Output the opening lines of the records exactly. End with the line that contains "pub struct ObjectNaming;".

-- Data section follows --

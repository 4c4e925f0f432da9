//! Domain models: index metadata, index assignments, find options

use serde::{Deserialize, Serialize};
use std::collections::HashSet;
use std::fmt;

use super::value::{IndexValue, ObjectIndexType, MAX_DECIMAL_PRECISION};
use crate::error::{IndexError, Result};

/// Name of the implicit integer identity column of every index table.
pub const ID_COLUMN: &str = "ID";

/// Default declared length of a String index column.
pub const DEFAULT_STRING_PRECISION: u32 = 30;

/// Object naming helpers
pub struct ObjectNaming;

impl ObjectNaming {
    /// `namespace` + object type name → object full name
    pub fn full_name(namespace: &str, object_name: &str) -> String {
        format!("{}.{}", namespace, object_name)
    }
}

/// Declared index column
#[derive(Debug, Clone, PartialEq, Eq, Serialize, Deserialize)]
pub struct ObjectIndexMetadata {
    pub name: String,
    pub data_type: ObjectIndexType,
    /// Length for String/Binary, total digits for Decimal
    pub precision: u32,
    /// Fractional digits for Decimal
    pub scale: u32,
    pub nullable: bool,
}

impl ObjectIndexMetadata {
    pub fn new(name: impl Into<String>, data_type: ObjectIndexType) -> Self {
        let precision = match data_type {
            ObjectIndexType::String => DEFAULT_STRING_PRECISION,
            ObjectIndexType::Binary => 16,
            ObjectIndexType::Decimal => 18,
            _ => 0,
        };
        Self {
            name: name.into(),
            data_type,
            precision,
            scale: if data_type == ObjectIndexType::Decimal { 2 } else { 0 },
            nullable: false,
        }
    }

    pub fn with_precision(mut self, precision: u32) -> Self {
        self.precision = precision;
        self
    }

    pub fn with_scale(mut self, scale: u32) -> Self {
        self.scale = scale;
        self
    }

    pub fn nullable(mut self) -> Self {
        self.nullable = true;
        self
    }
}

impl fmt::Display for ObjectIndexMetadata {
    fn fmt(&self, f: &mut fmt::Formatter<'_>) -> fmt::Result {
        write!(
            f,
            "{}:{}({},{}){}",
            self.name,
            self.data_type,
            self.precision,
            self.scale,
            if self.nullable { "?" } else { "" }
        )
    }
}

/// Index schema of one object type
#[derive(Debug, Clone, PartialEq, Eq, Serialize, Deserialize)]
pub struct ObjectMetadata {
    pub namespace: String,
    pub object_name: String,
    #[serde(default)]
    pub indexes: Vec<ObjectIndexMetadata>,
}

impl ObjectMetadata {
    pub fn new(
        namespace: impl Into<String>,
        object_name: impl Into<String>,
        indexes: Vec<ObjectIndexMetadata>,
    ) -> Self {
        Self {
            namespace: namespace.into(),
            object_name: object_name.into(),
            indexes,
        }
    }

    pub fn full_name(&self) -> String {
        ObjectNaming::full_name(&self.namespace, &self.object_name)
    }

    pub fn index(&self, name: &str) -> Option<&ObjectIndexMetadata> {
        self.indexes.iter().find(|i| i.name == name)
    }

    /// Reject schemas no provider can provision
    pub fn validate(&self) -> Result<()> {
        if self.namespace.is_empty() || self.object_name.is_empty() {
            return Err(IndexError::validation("Object namespace and name are required"));
        }
        let mut seen = HashSet::new();
        for index in &self.indexes {
            if index.name.is_empty() {
                return Err(IndexError::validation("Index name is empty"));
            }
            if index.name.eq_ignore_ascii_case(ID_COLUMN) {
                return Err(IndexError::validation(format!(
                    "Index name '{}' is reserved",
                    index.name
                )));
            }
            if index.data_type == ObjectIndexType::Unknown {
                return Err(IndexError::validation(format!(
                    "Index '{}' has an unknown data type",
                    index.name
                )));
            }
            if index.data_type == ObjectIndexType::Decimal
                && (index.precision == 0
                    || index.precision > MAX_DECIMAL_PRECISION
                    || index.scale > index.precision)
            {
                return Err(IndexError::validation(format!(
                    "Index '{}' declares DECIMAL({},{}); precision must be 1..={} and scale at most precision",
                    index.name, index.precision, index.scale, MAX_DECIMAL_PRECISION
                )));
            }
            if !seen.insert(index.name.to_ascii_lowercase()) {
                return Err(IndexError::validation(format!(
                    "Index '{}' declared twice",
                    index.name
                )));
            }
        }
        Ok(())
    }
}

/// One `(name, value)` pair: a constraint or an assignment
#[derive(Debug, Clone, PartialEq)]
pub struct ObjectIndex {
    pub name: String,
    pub value: IndexValue,
}

impl ObjectIndex {
    pub fn new(name: impl Into<String>, value: impl Into<IndexValue>) -> Self {
        Self {
            name: name.into(),
            value: value.into(),
        }
    }

    pub fn data_type(&self) -> ObjectIndexType {
        self.value.data_type()
    }
}

impl fmt::Display for ObjectIndex {
    fn fmt(&self, f: &mut fmt::Formatter<'_>) -> fmt::Result {
        write!(f, "{}={}", self.name, self.value)
    }
}

/// How flat constraints are joined
#[derive(Debug, Clone, Copy, PartialEq, Eq, Default, Serialize, Deserialize)]
pub enum FindLogic {
    #[default]
    And,
    Or,
}

/// Uniform comparison applied to every flat constraint
#[derive(Debug, Clone, Copy, PartialEq, Eq, Default, Serialize, Deserialize)]
pub enum FindOperator {
    #[default]
    Equals,
    NotEquals,
    Like,
    NotLike,
    In,
    NotIn,
    LessThan,
    LessOrEqual,
    GreaterThan,
    GreaterOrEqual,
    IsNull,
}

/// Result ordering
#[derive(Debug, Clone, PartialEq, Eq, Default, Serialize, Deserialize)]
pub struct OrderOptions {
    pub fields: Vec<String>,
    #[serde(default)]
    pub descending: bool,
}

impl OrderOptions {
    pub fn ascending<S: Into<String>>(fields: impl IntoIterator<Item = S>) -> Self {
        Self {
            fields: fields.into_iter().map(Into::into).collect(),
            descending: false,
        }
    }

    pub fn descending<S: Into<String>>(fields: impl IntoIterator<Item = S>) -> Self {
        Self {
            fields: fields.into_iter().map(Into::into).collect(),
            descending: true,
        }
    }
}

impl fmt::Display for OrderOptions {
    fn fmt(&self, f: &mut fmt::Formatter<'_>) -> fmt::Result {
        write!(
            f,
            "{}{}",
            self.fields.join(","),
            if self.descending { " DESC" } else { " ASC" }
        )
    }
}

/// Options of the flat find overload
#[derive(Debug, Clone, PartialEq, Eq, Default, Serialize, Deserialize)]
pub struct FindOptions {
    #[serde(default)]
    pub logic: FindLogic,
    #[serde(default)]
    pub operator: FindOperator,
    /// 0 = unlimited
    #[serde(default)]
    pub limit: usize,
    #[serde(default)]
    pub order: Option<OrderOptions>,
}

impl FindOptions {
    pub fn new(logic: FindLogic, operator: FindOperator) -> Self {
        Self {
            logic,
            operator,
            limit: 0,
            order: None,
        }
    }

    pub fn with_limit(mut self, limit: usize) -> Self {
        self.limit = limit;
        self
    }

    pub fn with_order(mut self, order: OrderOptions) -> Self {
        self.order = Some(order);
        self
    }
}

impl fmt::Display for FindOptions {
    fn fmt(&self, f: &mut fmt::Formatter<'_>) -> fmt::Result {
        write!(f, "{:?}{:?}{}", self.logic, self.operator, self.limit)?;
        if let Some(order) = &self.order {
            write!(f, "{}", order)?;
        }
        Ok(())
    }
}

/// Object handed to the indexer by the enclosing object-store service
#[derive(Debug, Clone, PartialEq, Default)]
pub struct PersistentObject {
    pub id: i32,
    pub name: String,
    pub secondary_key: Option<Vec<u8>>,
    pub value: Option<Vec<u8>>,
    pub indexes: Vec<ObjectIndex>,
}

impl PersistentObject {
    pub fn new(id: i32, name: impl Into<String>, value: Vec<u8>) -> Self {
        Self {
            id,
            name: name.into(),
            secondary_key: None,
            value: Some(value),
            indexes: Vec::new(),
        }
    }

    pub fn with_index(mut self, index: ObjectIndex) -> Self {
        self.indexes.push(index);
        self
    }
}

/// A full index row produced by `iterate`
#[derive(Debug, Clone, PartialEq, Default)]
pub struct IndexRow {
    values: Vec<(String, IndexValue)>,
}

impl IndexRow {
    pub fn new(values: Vec<(String, IndexValue)>) -> Self {
        Self { values }
    }

    pub fn len(&self) -> usize {
        self.values.len()
    }

    pub fn is_empty(&self) -> bool {
        self.values.is_empty()
    }

    pub fn get(&self, column: &str) -> Option<&IndexValue> {
        self.values
            .iter()
            .find(|(name, _)| name == column)
            .map(|(_, value)| value)
    }

    pub fn value_at(&self, index: usize) -> Option<&IndexValue> {
        self.values.get(index).map(|(_, value)| value)
    }

    pub fn columns(&self) -> impl Iterator<Item = &str> {
        self.values.iter().map(|(name, _)| name.as_str())
    }

    /// Identity column value, when selected
    pub fn id(&self) -> Option<i64> {
        match self.get(ID_COLUMN) {
            Some(IndexValue::Integer(id)) => Some(*id),
            _ => None,
        }
    }
}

-- Data section concluded --

## Completed exercise
repository 4c4e925f0f432da9
//! Domain models: index metadata, index assignments, find options

use serde::{Deserialize, Serialize};
use std::collections::HashSet;
use std::fmt;

use super::value::{IndexValue, ObjectIndexType, MAX_DECIMAL_PRECISION};
use crate::error::{IndexError, Result};

/// Name of the implicit integer identity column of every index table.
pub const ID_COLUMN: &str = "ID";

/// Default declared length of a String index column.
pub const DEFAULT_STRING_PRECISION: u32 = 30;

/// Object naming helpers
pub struct ObjectNaming;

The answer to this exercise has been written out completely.